Former Special Forces doctor Jeffrey MacDonald stood before a judge and jury on July 16, 1979, more than nine years after he was accused of murdering his wife and two small children on February 17, 1970, at their small housing unit at Ft. Bragg, NC.

After a month of testimony and nine years of delays, MacDonald was found guilty of the three murders and given three consecutive life sentences. He was freed on appeal in August of 1980 as a court found his right to a speedy trial had been violated. The prosecution then appealed up to the Supreme Court where they ruled 6-3 on March 12, 1982 that his rights to a speedy trial were not violated and he was returned to prison with credit given for time served.

He has steadfastly for the past nearly 40 years proclaimed his innocence but remains in federal custody.

Rainy night phone call in Ft. Bragg: Initially military police and CID (Criminal Investigative Division)  were called to the MacDonald home in the early hours of February 17, after MacDonald who was assigned to the Group Surgeon’s office of the 6th Special Forces Group reported a home invasion and a stabbing. MPs believing it was a domestic disturbance tried the front door at 544 Castle Drive at Ft. Bragg but found it locked, moving around the back of the house, the back door was wide open on that rainy night.

Upon entering the home, the MPs found MacDonald’s wife Collette, who was pregnant with the couple’s third child, a boy, and their two daughters, Kristen and Kimberly dead in their respective bedrooms. MacDonald was found by his wife’s side. His injuries were far less serious, he was suffering from a concussion and a collapsed lung. He was taken to Womack Army Medical Center.

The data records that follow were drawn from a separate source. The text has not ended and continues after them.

//! Reading submission and inspection command implementations

use std::fs;
use std::path::Path;

use anyhow::{Context, Result};
use meterbill_core::config::BillingConfig;
use meterbill_core::db::Database;
use meterbill_core::ingest::{photo_sha256, CleanedReading, IngestPipeline};
use meterbill_core::models::{parse_reading, MeterType, ReadingSource};
use meterbill_core::notify::TG_TOKEN_ENV;

use super::bills::print_bill_line;
use super::{fmt_ts, resolve_month, sender_from_env, truncate};

#[allow(clippy::too_many_arguments)]
pub async fn cmd_reading_submit(
    db: &Database,
    apartment: i64,
    month: Option<&str>,
    meter: &str,
    value: &str,
    index: Option<i64>,
    ocr: bool,
    photo: Option<&Path>,
) -> Result<()> {
    let ym = resolve_month(month)?;
    let meter_type: MeterType = meter.parse().map_err(|e: String| anyhow::anyhow!(e))?;

    // Fail early on an unknown apartment; the pipeline assumes it exists
    db.require_apartment(apartment)?;

    let photo_hash = match photo {
        Some(path) => {
            let bytes = fs::read(path)
                .with_context(|| format!("Failed to read photo: {}", path.display()))?;
            Some(photo_sha256(&bytes))
        }
        None => None,
    };

    let source = if ocr {
        ReadingSource::Ocr
    } else {
        ReadingSource::Manual
    };

    if std::env::var(TG_TOKEN_ENV).is_err() {
        println!("💡 Tip: Set {} to deliver bills over Telegram", TG_TOKEN_ENV);
    }

    let mut config = BillingConfig::load()?;
    if index.is_some() {
        // An index on the command line is an explicit slot assignment
        config.explicit_electric_slots = true;
    }
    let sender = sender_from_env();
    let pipeline = IngestPipeline::with_config(db, sender.as_ref(), config);

    let reading = CleanedReading {
        apartment_id: apartment,
        ym: ym.clone(),
        meter_type,
        meter_index: index,
        value: parse_reading(value),
        source,
        chat_id: None,
        photo_sha256: photo_hash,
    };

    let outcome = pipeline.ingest(&reading).await?;

    println!(
        "📥 Reading for apartment {} {} ({}, {}):",
        apartment, ym, meter_type, source
    );

    if outcome.reading_written {
        match outcome.assigned_index {
            Some(i) if meter_type == MeterType::Electric => {
                println!("   ✅ Stored in electric slot {}", i)
            }
            _ => println!("   ✅ Stored"),
        }
    } else {
        println!("   ❌ Nothing stored (see audit event {})", outcome.event_id);
    }

    for warning in &outcome.warnings {
        println!("   ⚠️  {}", warning);
    }

    if outcome.bill.extra_pending {
        println!("   ⚠️  More electric readings than expected; billing is held");
        println!(
            "      Resolve with: meterbill extra accept -a {} -m {}  (or extra reject)",
            apartment, ym
        );
    }

    print_bill_line(&outcome.bill);
    if outcome.bill_sent {
        println!("   📨 Bill sent to the bound chat");
    }

    Ok(())
}

pub fn cmd_reading_list(db: &Database, apartment: i64, month: Option<&str>) -> Result<()> {
    let ym = resolve_month(month)?;
    let readings = db.list_readings_for_month(apartment, &ym)?;

    if readings.is_empty() {
        println!("No readings for apartment {} in {}.", apartment, ym);
        return Ok(());
    }

    println!();
    println!("📋 Readings for apartment {} in {}", apartment, ym);
    println!("   ─────────────────────────────────────────────────────────────");

    for r in readings {
        let meter = if r.meter_type == MeterType::Electric {
            format!("{} [{}]", r.meter_type, r.meter_index)
        } else {
            r.meter_type.to_string()
        };
        let ocr_note = match r.ocr_value {
            // A manual row that still carries an OCR value was corrected by hand
            Some(v) if r.source == ReadingSource::Manual => format!(" (ocr saw {:.3})", v),
            _ => String::new(),
        };
        println!(
            "   {:<13} │ {:>12.3} │ {:<6} │ {}{}",
            meter,
            r.value,
            r.source.as_str(),
            fmt_ts(&r.updated_at),
            ocr_note
        );
    }

    Ok(())
}

pub fn cmd_reading_events(db: &Database, apartment: i64, month: Option<&str>) -> Result<()> {
    let ym = resolve_month(month)?;
    let events = db.list_ingest_events(apartment, &ym)?;

    if events.is_empty() {
        println!("No ingest events for apartment {} in {}.", apartment, ym);
        return Ok(());
    }

    println!();
    println!(
        "🧾 Ingest audit for apartment {} in {} (newest first)",
        apartment, ym
    );
    println!("   ─────────────────────────────────────────────────────────────");

    for e in events {
        let written = if e.reading_written { "written" } else { "no write" };
        let photo = match &e.file_sha256 {
            Some(hash) => format!(" │ photo {}", truncate(hash, 12)),
            None => String::new(),
        };
        println!(
            "   [{}] {} │ {:<15} │ {}{}",
            e.id,
            fmt_ts(&e.created_at),
            e.stage.as_str(),
            written,
            photo
        );
        if let Some(diag) = &e.diag_json {
            println!("         {}", truncate(diag, 72));
        }
    }

    Ok(())
}
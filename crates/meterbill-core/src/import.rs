//! Tariff CSV import
//!
//! Loads a tariff history from a CSV with a header row. Columns
//! `month_from, cold, hot, electric, sewer` are required; the tier
//! columns `electric_t1..3` are optional, and a missing base rate falls
//! back to the T1 column when present. Rows are upserted by `month_from`
//! so re-importing a corrected file is safe.

use std::io::Read;

use csv::{ReaderBuilder, StringRecord};
use tracing::{debug, warn};

use crate::db::Database;
use crate::error::{Error, Result};
use crate::models::Tariff;
use crate::ym::Ym;

/// Outcome counters for one import run
#[derive(Debug, Clone, Copy, PartialEq, Eq)]
pub struct TariffImportStats {
    /// Rows upserted
    pub imported: usize,
    /// Rows dropped by validation
    pub skipped: usize,
}

/// Import tariff rows from CSV, upserting by `month_from`.
///
/// A header missing a required column fails the whole import; a row that
/// fails validation is skipped and counted, never fatal.
pub fn import_tariffs_csv<R: Read>(db: &Database, reader: R) -> Result<TariffImportStats> {
    let mut rdr = ReaderBuilder::new()
        .has_headers(true)
        .flexible(true)
        .from_reader(reader);

    let headers = rdr.headers()?.clone();
    let col = |name: &str| -> Option<usize> {
        headers
            .iter()
            .position(|h| h.trim().eq_ignore_ascii_case(name))
    };
    let required = |name: &str| -> Result<usize> {
        col(name).ok_or_else(|| Error::Import(format!("Missing required column: {}", name)))
    };

    let idx_month = required("month_from")?;
    let idx_cold = required("cold")?;
    let idx_hot = required("hot")?;
    let idx_sewer = required("sewer")?;
    let idx_electric = col("electric");
    let idx_t1 = col("electric_t1");
    let idx_t2 = col("electric_t2");
    let idx_t3 = col("electric_t3");

    if idx_electric.is_none() && idx_t1.is_none() {
        return Err(Error::Import(
            "Missing required column: electric (or electric_t1)".to_string(),
        ));
    }

    let mut stats = TariffImportStats {
        imported: 0,
        skipped: 0,
    };

    for result in rdr.records() {
        let record = result?;

        let month_raw = field(&record, Some(idx_month)).unwrap_or_default();
        let month_from = match Ym::parse(&month_raw) {
            Ok(ym) => ym,
            Err(_) => {
                warn!("Skipping tariff row with bad month_from: {:?}", month_raw);
                stats.skipped += 1;
                continue;
            }
        };

        let t1 = parse_rate(&record, idx_t1);
        let base = parse_rate(&record, idx_electric).or(t1);

        let rates = (
            parse_rate(&record, Some(idx_cold)),
            parse_rate(&record, Some(idx_hot)),
            parse_rate(&record, Some(idx_sewer)),
            base,
        );
        let (cold, hot, sewer, electric) = match rates {
            (Some(c), Some(h), Some(s), Some(b)) => (c, h, s, b),
            _ => {
                warn!("Skipping tariff row {}: missing or unparsable rates", month_from);
                stats.skipped += 1;
                continue;
            }
        };

        db.upsert_tariff(&Tariff {
            month_from,
            cold,
            hot,
            electric,
            sewer,
            electric_t1: t1,
            electric_t2: parse_rate(&record, idx_t2),
            electric_t3: parse_rate(&record, idx_t3),
        })?;
        stats.imported += 1;
    }

    debug!(
        "Imported {} tariff rows, skipped {}",
        stats.imported, stats.skipped
    );
    Ok(stats)
}

/// Empty cells count as absent
fn field(record: &StringRecord, idx: Option<usize>) -> Option<String> {
    let raw = record.get(idx?)?.trim();
    if raw.is_empty() {
        None
    } else {
        Some(raw.to_string())
    }
}

/// Parse a rate cell, tolerating a comma decimal separator
fn parse_rate(record: &StringRecord, idx: Option<usize>) -> Option<f64> {
    let raw = field(record, idx)?;
    raw.replace(',', ".")
        .parse::<f64>()
        .ok()
        .filter(|v| v.is_finite() && *v >= 0.0)
}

Colette was severely beaten with a heavy object and both of her arms were broken in trying to defend herself. She was stabbed 21 times with an ice pick and 16 times with a knife. The word “PIG” was scrawled in her blood on the couple’s headboard of their bed.

Kimberly who was just five years old had been clubbed in the head and stabbed in the neck eight times and with a knife ten times. Two-year-old Kristen in a massive case of overkill had been stabbed 33 times with a knife and 15 times with an ice pick. The crime scene and autopsy photos were grisly and showed the extreme level of violence that entailed on that awful night.

MacDonald claimed that a group of four (3 men and a woman) drug-addled hippies who stated, “Acid is groovy, kill the pigs”, were responsible for his family’s murders. The MPs and CID descended upon the MacDonald house and generally destroyed the crime scene. The Army didn’t really buy MacDonald’s story and went ahead with an Article 32 hearing after charging him with the murders in May of 1970. The CID theorized that a fight ensued between MacDonald and his wife after his daughter wet their bed on his side and their argument got physical. Events quickly got out of control. After beating his wife with his fists and a piece of lumber, he believed her to be dead. His daughter walked in and he hit her, carried her back to her room and then beat and stabbed her to death. His wife, then regained consciousness and entered the daughter’s bedroom and threw herself on the girl to protect her.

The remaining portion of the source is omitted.